Furthermore, there will be inefficiency and bureaucracy in any plan, public or private. There will be, inevitably, Americans who are dissatisfied with their plan, whether they’ve chosen the public or private option. They should be free to change plans. If you have only one plan, no change is possible.
Those who advocate for a pure single payer with no choice for America are most likely correct in terms of the inefficiency of the system, but they don’t fully understand the American psyche. Americans want to choose.
Single-payer advocates will not deny Americans choices and in the end legislators won’t either—or they will pay an enormous price at the polls, as their constituents are reminded daily that these lawmakers refused to allow citizens to choose and, instead, made their choices for them. If individual Americans are willing to bear the extra costs of private insurance, there is no reason not to let them.
It is incredibly important to understand that the opposite must also be true. If individuals are willing to sign up for a public option, they should be allowed to do so. Votes against the public health insurance plan are simply votes for the health insurance industry. That has not served us well over the last thirty years and it has sought to substitute its own judgments—along with those of its allies in Congress, who have received generous campaign contributions over the years—for the judgments of the American people. There will be a price to be paid for that at election time.
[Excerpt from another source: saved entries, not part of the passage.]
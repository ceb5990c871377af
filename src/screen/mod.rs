//! Screen controllers. Each screen goes through `on_screen_ready` (parameters received,
//! chrome built), `on_dom_ready` (content fetched or restored) and `on_unload` (state
//! saved into the session before teardown).

pub mod comment;
pub mod comments;
pub mod subreddit;

use std::sync::Arc;

use anyhow::Result;

use crate::data::{
    AccountService, CommentService, FeedService, MockAccountService, MockCommentService,
    MockFeedService, MockSubredditService, RedditAccountService, RedditCommentService,
    RedditFeedService, RedditSubredditService, SubredditService,
};
use crate::format::Formatter;
use crate::navigator::{Action, ScreenRequest};
use crate::reddit;
use crate::session::SessionContext;

pub use comment::CommentScreen;
pub use comments::CommentsScreen;
pub use subreddit::SubredditScreen;

#[derive(Debug, Clone, Copy, PartialEq, Eq)]
pub enum Phase {
    Created,
    Ready,
    DomReady,
    Unloaded,
}

/// Input delivered to the visible screen.
#[derive(Debug, Clone, PartialEq)]
pub enum Event {
    /// A click on the element matching `selector` inside the node with id `node`.
    Click { node: String, selector: String },
    Input(String),
    Scroll(u32),
}

impl Event {
    pub fn click(node: &str, selector: &str) -> Self {
        Event::Click {
            node: node.to_string(),
            selector: selector.to_string(),
        }
    }
}

pub trait Screen {
    fn request(&self) -> &ScreenRequest;
    fn phase(&self) -> Phase;
    fn on_screen_ready(&mut self, session: &mut SessionContext) -> Result<()>;
    fn on_dom_ready(&mut self, session: &mut SessionContext) -> Result<()>;
    fn on_unload(&mut self, session: &mut SessionContext);
    fn handle(&mut self, event: &Event, session: &mut SessionContext) -> Result<Option<Action>>;
    fn title(&self) -> String;
    fn render(&self) -> String;
}

#[derive(Clone)]
pub struct Services {
    pub feed: Arc<dyn FeedService>,
    pub subreddits: Arc<dyn SubredditService>,
    pub comments: Arc<dyn CommentService>,
    pub accounts: Arc<dyn AccountService>,
    pub formatter: Formatter,
}

impl Services {
    pub fn reddit(client: Arc<reddit::Client>, formatter: Formatter) -> Self {
        Self {
            feed: Arc::new(RedditFeedService::new(client.clone())),
            subreddits: Arc::new(RedditSubredditService::new(client.clone())),
            comments: Arc::new(RedditCommentService::new(client.clone())),
            accounts: Arc::new(RedditAccountService::new(client)),
            formatter,
        }
    }

    pub fn offline(formatter: Formatter) -> Self {
        Self {
            feed: Arc::new(MockFeedService::default()),
            subreddits: Arc::new(MockSubredditService),
            comments: Arc::new(MockCommentService::default()),
            accounts: Arc::new(MockAccountService),
            formatter,
        }
    }
}

pub fn build(request: &ScreenRequest, services: &Services) -> Box<dyn Screen> {
    match request {
        ScreenRequest::Subreddit { subreddit } => Box::new(SubredditScreen::new(
            subreddit,
            services.feed.clone(),
            services.subreddits.clone(),
            services.formatter.clone(),
        )),
        ScreenRequest::Comments { link } => Box::new(CommentsScreen::new(
            link.clone(),
            services.comments.clone(),
            services.formatter.clone(),
        )),
        ScreenRequest::Comment { parent } => Box::new(CommentScreen::new(
            parent.clone(),
            services.formatter.clone(),
        )),
    }
}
There have been proposals for “public options” that are not really public options. One such proposal calls for copying state plans that feature private insurance companies from which individuals can choose; the bills are split among the state, employers, and employees. The problem with this is that these same for-profit health insurance companies still have to supply a return on investment, large executive salaries, and advertising and administrative costs, all more expensive than in the public sector.
A real public option gives real choices to the American people. A “fake” public option run by insurance companies is not real reform.